Biochemical characterization of SPL

SPL belongs to the class of pyridoxal 5′-phosphate-dependent carbon-carbon lyases subclass of aldehyde lyases. The enzyme acts on the derivatives of sphingoid bases that contain a phosphate group in position 1. The cleavage products are an aliphatic fatty aldehyde and ethanolamine phosphate (Van Veldhoven 2000). SPL only recognizes the D-(+) erythro isomer of its substrates, which is the configuration of the natural occurring sphingoid bases (Van Veldhoven et al. 1991).

SPL activity has been measured using both radioactive and fluorescent substrates. Given the membrane-associated nature of SPL, accurate enzyme kinetic parameters are difficult to obtain and depend on the conditions used for the analysis. Using the radioactive LCBP substrates, the Km values for DHS1P determined for rat liver microsomes were from 9 to 16μM (Van Veldhoven & Mannaerts 1991), and the Km value found for DHS1P in HEK293 overexpressing human SPL was 20μM (Bandhuvula et al. 2007a). Using a fluorescent NBD-S1P substrate, the calculated Km was 15μM (Bandhuvula et al. 2007a), and for the BODIPY-C14S1P the value of Km was 35 μM (Bandhuvula et al. 2009)*

SPL topology

The topology of the enzyme in the endoplasmic reticulum (ER) membrane has been predicted by biochemical characterization and structural modelling. SPL belongs to the family of single-pass type III membrane proteins also referred to as type I without a cleavable N-terminal signal sequence (Fyrst & Saba 2008a; Ikeda et al. 2004; Van Veldhoven & Mannaerts 1991). There is only one transmembrane segment close to the N-terminus, which faces the ER lumen. The catalytic domain faces the cytosol facilitating the availability of the substrate to the active site (Van Veldhoven & Mannaerts 1991). In human and murine SPL, a stretch of amino acids that spans amino acids 344–364 showed 76% similarity to the pyridoxal 5′-phosphate binding site of class V aminotransferase (Fyrst & Saba 2008a; Van Veldhoven et al. 2000). This region contains two lysine residues which are highly conserved in all SPL homologs (human SPL positions 353 and 359) predicted to be involved in the aldimide link with pyridoxal 5′-phosphate. Mutagenesis studies of human SPL defined two cysteine residues C218 and C317 that are required for enzymatic activity (Van Veldhoven et al. 2000). C317 is conserved throughout all of the SPL sequences identified to date. In contrast, C218 is not found in D. melanogaster, D. discoideum, L. major and plant SPL genes.
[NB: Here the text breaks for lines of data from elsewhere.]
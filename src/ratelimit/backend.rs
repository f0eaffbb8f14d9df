//! Caller-facing rate limiter contract and the durable store contract.

use async_trait::async_trait;
use thiserror::Error;

use super::limiter::Decision;
use super::policy::Policy;

/// Trait for rate limiter implementations.
///
/// This is the only surface callers such as the HTTP service depend on;
/// storage details stay behind it.
#[async_trait]
pub trait RateLimiterBackend: Send + Sync {
    /// Count one request for `identifier` under `policy`.
    async fn check_limit(&self, identifier: &str, policy: &Policy) -> Decision;
}

/// Errors reported by a durable store.
#[derive(Debug, Error)]
pub enum StoreError {
    /// The backing service rejected or failed the operation.
    #[error("Store backend error: {0}")]
    Backend(String),

    /// The store could not be reached or refused the operation.
    #[error("Store unavailable: {0}")]
    Unavailable(String),
}

/// An external key-value service with per-key expiry.
#[async_trait]
pub trait DurableStore: Send + Sync {
    /// Read the value stored under `key`.
    async fn get(&self, key: &str) -> Result<Option<String>, StoreError>;

    /// Store `value` under `key`, expiring it after the given number of
    /// seconds when set.
    async fn put(
        &self,
        key: &str,
        value: &str,
        expire_after_secs: Option<u64>,
    ) -> Result<(), StoreError>;
}
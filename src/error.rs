//! Error types for the Turnstile service.

use thiserror::Error;

/// Main error type for Turnstile operations.
#[derive(Error, Debug)]
pub enum TurnstileError {
    /// Configuration-related errors
    #[error("Configuration error: {0}")]
    Config(String),

    /// I/O errors
    #[error("I/O error: {0}")]
    Io(#[from] std::io::Error),
}

/// Result type alias for Turnstile operations.
pub type Result<T> = std::result::Result<T, TurnstileError>;
//! HTTP server implementation.

use std::future::Future;
use std::net::SocketAddr;
use std::sync::Arc;

use tokio::net::TcpListener;
use tracing::{error, info};

use super::service::{router, ServiceState};
use crate::error::{Result, TurnstileError};
use crate::ratelimit::{PolicyRegistry, RateLimiterBackend};

/// HTTP server for the rate limit check service.
pub struct HttpServer<R: RateLimiterBackend + 'static> {
    /// Address to bind to
    addr: SocketAddr,
    /// Shared handler state
    state: Arc<ServiceState<R>>,
}

impl<R: RateLimiterBackend + 'static> HttpServer<R> {
    /// Create a new HTTP server.
    pub fn new(addr: SocketAddr, rate_limiter: Arc<R>, policies: Arc<PolicyRegistry>) -> Self {
        Self {
            addr,
            state: Arc::new(ServiceState::new(rate_limiter, policies)),
        }
    }

    /// Address the server binds to.
    pub fn addr(&self) -> SocketAddr {
        self.addr
    }

    /// Start the HTTP server with graceful shutdown.
    ///
    /// The server will shut down when the provided signal resolves.
    pub async fn serve_with_shutdown<F>(self, signal: F) -> Result<()>
    where
        F: Future<Output = ()> + Send + 'static,
    {
        let listener = TcpListener::bind(self.addr).await?;
        let local_addr = listener.local_addr()?;

        info!(addr = %local_addr, "Starting HTTP server for rate limit checks");

        axum::serve(listener, router(self.state))
            .with_graceful_shutdown(signal)
            .await
            .map_err(|e| {
                error!(error = %e, "HTTP server failed");
                TurnstileError::Io(e)
            })
    }
}
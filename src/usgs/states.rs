use super::{feature_polygons, feature_property};
use crate::config::Settings;
use crate::error::FetchError;
use crate::http::get_feature_collection;
use anyhow::Result;
use geo::MultiPolygon;
use geojson::FeatureCollection;
use reqwest::Client;

const NON_CONTIGUOUS: [&str; 2] = ["Alaska", "Hawaii"];

#[derive(Debug, Clone)]
pub struct State {
    pub name: String,
    pub geometry: MultiPolygon<f64>,
}

pub fn validate_state_count(count: u32) -> Result<(), FetchError> {
    match count {
        48 | 50 => Ok(()),
        _ => Err(FetchError::InvalidStateCount(count)),
    }
}

/// All 50 states, or only the contiguous 48.
pub fn select_states(collection: &FeatureCollection, count: u32) -> Result<Vec<State>, FetchError> {
    validate_state_count(count)?;
    let states = collection
        .features
        .iter()
        .filter_map(|f| {
            let name = feature_property(f, "NAME_1").unwrap_or_default();
            if count == 48 && NON_CONTIGUOUS.contains(&name) {
                return None;
            }
            Some(State {
                name: name.to_string(),
                geometry: feature_polygons(f)?,
            })
        })
        .collect();
    Ok(states)
}

pub async fn fetch_us_states(client: &Client, settings: &Settings, count: u32) -> Result<Vec<State>> {
    validate_state_count(count)?;
    let collection = get_feature_collection(client, settings.us_states_url.clone()).await?;
    Ok(select_states(&collection, count)?)
}
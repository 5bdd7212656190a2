use super::feature_polygons;
use crate::config::Settings;
use crate::http::get_feature_collection;
use anyhow::{anyhow, Result};
use geo::MultiPolygon;
use geojson::FeatureCollection;
use reqwest::Client;

/// Upstream contributing area of a gauge site.
#[derive(Debug, Clone)]
pub struct Basin {
    pub collection: FeatureCollection,
    pub geometry: MultiPolygon<f64>,
}

impl Basin {
    pub fn from_collection(collection: FeatureCollection) -> Result<Self> {
        let polygons = collection
            .features
            .iter()
            .filter_map(feature_polygons)
            .flat_map(|mp| mp.0)
            .collect::<Vec<_>>();
        if polygons.is_empty() {
            return Err(anyhow!("Basin response contains no polygons"));
        }
        Ok(Self {
            collection,
            geometry: MultiPolygon::new(polygons),
        })
    }
}

pub async fn fetch_upstream_basin(client: &Client, settings: &Settings, site: &str) -> Result<Basin> {
    let url = settings
        .nldi_api
        .join(&format!("nwissite/USGS-{}/basin", site))?;
    let collection = get_feature_collection(client, url).await?;
    Basin::from_collection(collection)
}
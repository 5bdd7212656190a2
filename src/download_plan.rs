use crate::appeears::task::Bundle;
use crate::service::TaskService;
use anyhow::Result;
use serde::{Deserialize, Serialize};
use std::fs;
use std::fs::File;
use std::io::Write;
use std::path::{Path, PathBuf};

#[derive(Deserialize, Serialize, Debug, PartialEq)]
pub struct DownloadTask {
    task_id: String,
    file_id: String,
    file_name: String,
    output: PathBuf,
}

impl DownloadTask {
    pub fn new(task_id: &str, file_id: &str, file_name: &str, output: PathBuf) -> Self {
        DownloadTask {
            task_id: task_id.to_string(),
            file_id: file_id.to_string(),
            file_name: file_name.to_string(),
            output,
        }
    }

    pub fn output(&self) -> &Path {
        &self.output
    }
}

#[derive(Deserialize, Serialize, Debug)]
pub struct DownloadPlan {
    tasks: Vec<DownloadTask>,
}

impl DownloadPlan {
    pub fn new(tasks: Vec<DownloadTask>) -> Self {
        Self { tasks }
    }

    pub fn tasks(&self) -> &[DownloadTask] {
        &self.tasks
    }

    pub fn read<P: AsRef<Path>>(path: P) -> Result<Self> {
        let content = fs::read_to_string(path)?;
        let plan: Self = serde_json::from_str(&content)?;
        Ok(plan)
    }

    pub fn write<P: AsRef<Path>>(&self, path: P) -> Result<()> {
        let content = serde_json::to_string_pretty(self)?;
        fs::write(path, content)?;
        Ok(())
    }

    pub async fn execute(&self, service: &impl TaskService) -> Result<u64> {
        let mut total = 0;
        for task in self.tasks.iter() {
            tracing::debug!(?task, "Current task");
            total += try_download(service, &task.task_id, &task.file_id, &task.output).await?;
        }
        Ok(total)
    }
}

/// One download task per bundle file, saved under `dest_dir`.
pub fn generate_download_plan(task_id: &str, bundle: &Bundle, dest_dir: &Path) -> DownloadPlan {
    let tasks = bundle
        .files
        .iter()
        .map(|file| {
            let output = dest_dir.join(file.local_name());
            DownloadTask::new(task_id, &file.file_id, &file.file_name, output)
        })
        .collect();
    DownloadPlan::new(tasks)
}

/// Downloads a bundle file to `output`, replacing anything already there.
pub async fn try_download(
    service: &impl TaskService,
    task_id: &str,
    file_id: &str,
    output: &Path,
) -> Result<u64> {
    // Make parent directories as necessary
    if let Some(parent_dir) = output.parent() {
        if !parent_dir.as_os_str().is_empty() && !parent_dir.exists() {
            fs::create_dir_all(parent_dir)?;
        }
    }

    let mut partial_name = output.as_os_str().to_owned();
    partial_name.push(".partial");
    let partial = PathBuf::from(partial_name);

    let mut partial_file = File::create(&partial)?;
    let written = match service.download(task_id, file_id, &mut partial_file).await {
        Ok(n) => partial_file.flush().map(|_| n).map_err(anyhow::Error::from),
        Err(e) => Err(e),
    };
    drop(partial_file);
    let byte_count = match written {
        Ok(n) => n,
        Err(e) => {
            // Nothing resumes from a partial file, so don't leave one behind.
            let _ = fs::remove_file(&partial);
            return Err(e);
        }
    };

    if output.exists() {
        fs::remove_file(output)?;
    }
    fs::rename(&partial, output)?;

    tracing::info!(file = %output.display(), bytes = byte_count, "Downloaded");
    Ok(byte_count)
}
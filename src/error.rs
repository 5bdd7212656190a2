use thiserror::Error;

#[derive(Error, Debug)]
pub enum FetchError {
    #[error("Request to {url} failed with status {status}: {body}")]
    Status {
        url: String,
        status: u16,
        body: String,
    },
    #[error("Response is missing field '{0}'")]
    MissingField(&'static str),
    #[error("Task {0} was reported as failed by the service")]
    TaskFailed(String),
    #[error("Task {task_id} reported unrecognised status '{status}'")]
    UnexpectedStatus { task_id: String, status: String },
    #[error("No site information returned for site {0}")]
    SiteNotFound(String),
    #[error("Invalid USGS site code: {0}")]
    InvalidSiteCode(String),
    #[error("Number of US states must be 48 or 50, got {0}")]
    InvalidStateCount(u32),
    #[error("Invalid date '{value}', expected {format}")]
    InvalidDate { value: String, format: &'static str },
    #[error("No layers selected for download")]
    NoLayers,
}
Interestingly, recombinant SPL lacking the transmembrane domain and the ER luminal sequence was found to be active in vitro when expressed in bacteria (Van Veldhoven et al. 2000).

The binding of the pyridoxal 5′-phosphate cofactor requires a Lys residue at the C-terminal domain that forms an internal Schiff base with the cofactor, which is sandwiched between Cys and His residues (Ikeda et al. 2004). The pyridinium nitrogen of the pyridoxal 5′-phoshate ring interacts electrostatically with the side chain carboxylate of an Asp residue (Mukhopadhyay et al. 2008).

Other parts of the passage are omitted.